Soit, mais où est le théorème ? Celui-ci, nous dit l’étymologie, a ceci du Théos, qu’il est objet de contemplation. Pythagore, en adepte, aurait célébré le sien d’une hécatombe. Bien vu, dirions-nous, d’autant plus que le sien est peut-être le seul pour lequel un dessin peut valoir démonstration. Pour les autres, nous dirons, avec les Grecs plus tardifs, que l’accès à l’idée exige de raisonner juste sur des figures fausses. Poussant plus loin l’amour du verbe et de l’héritage hellénique, nous dirons même que c’est la logique qui apporte la lumière aux hommes caverneux. L’auteur de l’évangile selon Jean devait s’en souvenir lorsqu’il énonça : dans l’Arché était le Logos, le Logos était avec Théos, et Théon était Logos.

Retenons d’abord que le théorème est la trace laissée derrière lui par celui qui a vu. Ainsi on dira de Poincaré qu’il était un aigle. Ses démonstrations pouvaient parfois laisser à désirer, mais ses erreurs étaient fécondes. C’est sa vision qui a recentré la science des systèmes dynamiques, dont la mécanique des corps célestes, sur les propriétés qualitatives des trajectoires et annoncé le XXesiècle. Pour mener cette révolution, copernicienne s’il en fut, il a forgé les premiers outils de la topologie algébrique, mariage promis du discret et du continu.

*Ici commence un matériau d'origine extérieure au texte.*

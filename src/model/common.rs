// src/model/common.rs
use serde::{Deserialize, Serialize};

/// The tenant whose content is being queried.
#[derive(Debug, Clone, PartialEq, Eq, Serialize, Deserialize)]
pub struct Organization {
    pub id: String,
    pub name: String,
    pub slug: String,
}

/// Paging metadata returned alongside a listing. Passed through untouched.
#[derive(Debug, Clone, PartialEq, Eq, Serialize, Deserialize)]
#[serde(rename_all = "camelCase")]
pub struct Pagination {
    pub page: u32,
    pub limit: u32,
    pub total_count: u64,
    pub total_pages: u32,
    pub has_next: bool,
    pub has_prev: bool,
}

#[derive(Debug, Clone, PartialEq, Eq, Serialize, Deserialize)]
pub struct Tag {
    pub id: u64,
    pub name: String,
}

/// Search-engine metadata attached to an item. Every field is optional.
#[derive(Debug, Clone, Default, PartialEq, Eq, Serialize, Deserialize)]
pub struct Seo {
    #[serde(default, skip_serializing_if = "Option::is_none")]
    pub title: Option<String>,
    #[serde(default, skip_serializing_if = "Option::is_none")]
    pub description: Option<String>,
    #[serde(default, skip_serializing_if = "Option::is_none")]
    pub image: Option<String>,
    #[serde(default, skip_serializing_if = "Option::is_none")]
    pub keywords: Option<Vec<String>>,
}

/// The user who wrote an item.
#[derive(Debug, Clone, PartialEq, Eq, Serialize, Deserialize)]
pub struct Author {
    pub name: String,
    #[serde(default, skip_serializing_if = "Option::is_none")]
    pub image: Option<String>,
}
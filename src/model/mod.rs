// src/model/mod.rs
//! Domain model for Leafpad content.
//!
//! Everything here is read-only data owned by the remote API, plus the
//! client-side document tree derived from it.

mod common;
mod docs;
mod item;

pub use common::{Author, Organization, Pagination, Seo, Tag};
pub use docs::{DocTreeNode, DocsPage};
pub use item::{Item, ItemPage};
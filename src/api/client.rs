// src/api/client.rs
//! Default capabilities backed by reqwest and the tokio clock.
//!
//! The transport is a thin wrapper around a reqwest `Client`: it performs
//! the round-trip and reads the body, without retries or parsing.

use super::{Timer, Transport, TransportResponse};
use crate::error::{ConfigError, TransportError};
use reqwest::{header::HeaderMap, Client};
use std::time::Duration;

/// A thin wrapper around reqwest Client for Leafpad API requests.
#[derive(Clone, Debug)]
pub struct ReqwestTransport {
    client: Client,
}

impl ReqwestTransport {
    pub fn new() -> Result<Self, ConfigError> {
        let client = Client::builder()
            .user_agent(concat!(env!("CARGO_PKG_NAME"), "/", env!("CARGO_PKG_VERSION")))
            .build()?;
        Ok(Self { client })
    }

    /// Wraps an already configured client (proxies, TLS roots, ...).
    pub fn with_client(client: Client) -> Self {
        Self { client }
    }
}

#[async_trait::async_trait]
impl Transport for ReqwestTransport {
    /// Makes a GET request and reads the body.
    ///
    /// A body that cannot be read is fatal for a 2xx response and swallowed
    /// (empty body) for any other status.
    async fn get(
        &self,
        url: &str,
        headers: &HeaderMap,
    ) -> Result<TransportResponse, TransportError> {
        log::debug!("GET {}", url);

        let response = self.client.get(url).headers(headers.clone()).send().await?;
        let status = response.status();

        log::debug!("Response from {} (status: {})", url, status);

        let body = match response.text().await {
            Ok(body) => body,
            Err(e) if status.is_success() => return Err(TransportError::Body(e.to_string())),
            Err(e) => {
                log::debug!("Ignoring unreadable error body from {}: {}", url, e);
                String::new()
            }
        };

        Ok(TransportResponse::new(status.as_u16(), body))
    }
}

/// Waits on the tokio clock.
#[derive(Clone, Copy, Debug, Default)]
pub struct TokioTimer;

#[async_trait::async_trait]
impl Timer for TokioTimer {
    async fn sleep(&self, duration: Duration) {
        tokio::time::sleep(duration).await;
    }
}
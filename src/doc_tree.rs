// src/doc_tree.rs
//! Nesting of flat listings into documentation trees.
//!
//! The assembly story reads as three named steps:
//!   1. Index items by id as they arrive in the listing
//!   2. Link every item under its parent, or promote it to a root
//!   3. Assemble the forest bottom-up from a post-order walk, sorted by id

use crate::error::TreeError;
use crate::model::{DocTreeNode, Item};
use indexmap::map::Entry;
use indexmap::IndexMap;
use std::collections::{HashMap, HashSet};

/// Builds the navigation forest for a flat listing.
///
/// Roots and every child list are sorted ascending by id. An item whose
/// parent is not part of the listing becomes a root. Parent cycles
/// (self-parenting included) and repeated ids are reported as errors.
pub fn build_tree(items: &[Item], docs_prefix: &str) -> Result<Vec<DocTreeNode>, TreeError> {
    DocGraph::index(items)?.link().assemble(docs_prefix)
}

/// Parent→child edges between the items of one listing.
#[derive(Debug)]
struct DocGraph<'a> {
    /// Items indexed by id, in listing order
    items: IndexMap<u64, &'a Item>,
    /// Child relationships: parent_id -> child ids in listing order
    children: HashMap<u64, Vec<u64>>,
    /// Items without a resolvable parent, in listing order
    roots: Vec<u64>,
}

impl<'a> DocGraph<'a> {
    // --- Indexing: items arrive from the listing ---

    fn index(listing: &'a [Item]) -> Result<Self, TreeError> {
        let mut items = IndexMap::with_capacity(listing.len());
        for item in listing {
            match items.entry(item.id) {
                Entry::Occupied(_) => return Err(TreeError::DuplicateId { id: item.id }),
                Entry::Vacant(slot) => {
                    slot.insert(item);
                }
            }
        }

        Ok(Self {
            items,
            children: HashMap::with_capacity(listing.len() / 2),
            roots: Vec::new(),
        })
    }

    // --- Linking: attach each item to its parent ---

    fn link(mut self) -> Self {
        for (&id, item) in &self.items {
            match item.parent_id.filter(|parent| self.items.contains_key(parent)) {
                Some(parent) => self.children.entry(parent).or_default().push(id),
                None => {
                    if let Some(parent) = item.parent_id {
                        log::debug!(
                            "Item {} references unknown parent {}, treating it as a root",
                            id,
                            parent
                        );
                    }
                    self.roots.push(id);
                }
            }
        }
        self
    }

    // --- Assembly: walk edges to build the forest ---

    fn assemble(mut self, docs_prefix: &str) -> Result<Vec<DocTreeNode>, TreeError> {
        let mut roots = std::mem::take(&mut self.roots);
        roots.sort_unstable();
        for child_ids in self.children.values_mut() {
            child_ids.sort_unstable();
        }

        let order = self.post_order(&roots);

        // Anything not reached from a root hangs off a parent cycle.
        if order.len() < self.items.len() {
            let reachable: HashSet<u64> = order.iter().copied().collect();
            return Err(TreeError::Cycle {
                id: self.first_cycle_member(&reachable),
            });
        }

        // Children come before their parent in post-order, so every child
        // list is complete by the time its parent is built.
        let mut built: HashMap<u64, DocTreeNode> = HashMap::with_capacity(order.len());
        for id in order {
            let children = self
                .children
                .get(&id)
                .map(|child_ids| {
                    child_ids
                        .iter()
                        .filter_map(|child| built.remove(child))
                        .collect()
                })
                .unwrap_or_default();
            built.insert(id, self.node(id, docs_prefix, children));
        }

        let forest: Vec<DocTreeNode> = roots.iter().filter_map(|id| built.remove(id)).collect();
        log::debug!(
            "Assembled {} items into {} root(s)",
            self.items.len(),
            forest.len()
        );
        Ok(forest)
    }

    /// Ids reachable from `roots`, each after all of its descendants.
    ///
    /// Walks an explicit stack, so chain depth is bounded by the heap.
    /// Every item has at most one parent, so no id is reached twice.
    fn post_order(&self, roots: &[u64]) -> Vec<u64> {
        let mut order = Vec::with_capacity(self.items.len());
        let mut pending: Vec<(u64, bool)> = roots.iter().rev().map(|&id| (id, false)).collect();

        while let Some((id, expanded)) = pending.pop() {
            if expanded {
                order.push(id);
                continue;
            }
            pending.push((id, true));
            if let Some(child_ids) = self.children.get(&id) {
                pending.extend(child_ids.iter().rev().map(|&child| (child, false)));
            }
        }
        order
    }

    fn node(&self, id: u64, docs_prefix: &str, children: Vec<DocTreeNode>) -> DocTreeNode {
        let item = self.items[&id];
        DocTreeNode {
            id,
            label: item.name.clone(),
            path: format!("{}/{}", docs_prefix, item.slug),
            children,
        }
    }

    /// Follows parent links from the first unreachable item until an id
    /// repeats; that id lies on the cycle.
    fn first_cycle_member(&self, reachable: &HashSet<u64>) -> u64 {
        let Some(start) = self.items.keys().copied().find(|id| !reachable.contains(id)) else {
            return 0;
        };

        let mut seen = HashSet::new();
        let mut current = start;
        while seen.insert(current) {
            match self.items[&current].parent_id {
                Some(parent) if self.items.contains_key(&parent) => current = parent,
                _ => break,
            }
        }
        current
    }
}
// src/error_recovery.rs
//! Retry policy with exponential backoff for API operations.

use crate::constants::{DEFAULT_BACKOFF_BASE_MS, DEFAULT_MAX_ATTEMPTS, DEFAULT_TIMEOUT_MS};
use std::time::Duration;

/// How long one logical request may take and how often it is attempted.
#[derive(Debug, Clone, Copy, PartialEq, Eq)]
pub struct RetryPolicy {
    /// Attempts per request, at least one.
    pub max_attempts: u32,
    /// Overall deadline covering every attempt and every wait.
    pub timeout: Duration,
    /// Unit of the backoff schedule.
    pub backoff_base: Duration,
}

impl Default for RetryPolicy {
    fn default() -> Self {
        Self {
            max_attempts: DEFAULT_MAX_ATTEMPTS,
            timeout: Duration::from_millis(DEFAULT_TIMEOUT_MS),
            backoff_base: Duration::from_millis(DEFAULT_BACKOFF_BASE_MS),
        }
    }
}

impl RetryPolicy {
    /// Wait after failed attempt `attempt` (1-based): `base * 2^attempt`.
    ///
    /// No jitter. Saturates instead of overflowing for absurd attempt counts.
    pub fn backoff_delay(&self, attempt: u32) -> Duration {
        let factor = 2u32.checked_pow(attempt).unwrap_or(u32::MAX);
        self.backoff_base.saturating_mul(factor)
    }

    /// Whether another attempt follows attempt `attempt`.
    pub fn has_attempts_after(&self, attempt: u32) -> bool {
        attempt < self.max_attempts
    }
}

#[cfg(test)]
mod tests {
    use super::*;

    #[test]
    fn backoff_doubles_per_attempt() {
        let policy = RetryPolicy::default();
        assert_eq!(policy.backoff_delay(1), Duration::from_secs(2));
        assert_eq!(policy.backoff_delay(2), Duration::from_secs(4));
        assert_eq!(policy.backoff_delay(3), Duration::from_secs(8));
    }

    #[test]
    fn backoff_follows_custom_base() {
        let policy = RetryPolicy {
            backoff_base: Duration::from_millis(10),
            ..RetryPolicy::default()
        };
        assert_eq!(policy.backoff_delay(1), Duration::from_millis(20));
        assert_eq!(policy.backoff_delay(4), Duration::from_millis(160));
    }

    #[test]
    fn backoff_saturates() {
        let policy = RetryPolicy::default();
        assert_eq!(
            policy.backoff_delay(64),
            Duration::from_secs(1).saturating_mul(u32::MAX)
        );
    }

    #[test]
    fn last_attempt_has_no_successor() {
        let policy = RetryPolicy::default();
        assert!(policy.has_attempts_after(1));
        assert!(policy.has_attempts_after(2));
        assert!(!policy.has_attempts_after(3));
    }
}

Cette histoire d’amour était déjà vieille de plusieurs renaissances. En marge de l’italienne, l’algébrisation cartésienne de la géométrie, par laquelle les figures devinrent équations, et les démonstrations calculs, a multiplié les prises du langage sur l’espace et ce qu’on croit y voir, entre pyramides énigmatiques et mirages cubistes. Une fois le plan quadrillé de coordonnées, ce qu’il reste du théorème de Pythagore est essentiellement la possibilité du changement de repère, c’est à dire du point de vue. La méthode, nouvelle alchimie des procédés finitistes, pierre angulaire du grand œuvre philosophique, va libérer les infinis actuels de leurs silences éternels et les pousser à la confession, dans un effroi mutuel, touchant aux fondements de la pensée. Cette axiomatique, cette intelligence, est une échelle de Jacob et une invitation au voyage :
un vaisseau venu du bout du monde et appelant, tel un ange ou un vagabond, à reprendre le vieux flambeau de la réflexion, aussi humaniste que divine ; une maison conçue au fond de la solitude, construite comme une porte ouverte sur le ciel ; un passeport vers un pays où les riches plafonds, les miroirs profonds et les splendeurs orientales parleraient à l’âme en secret sa douce langue natale.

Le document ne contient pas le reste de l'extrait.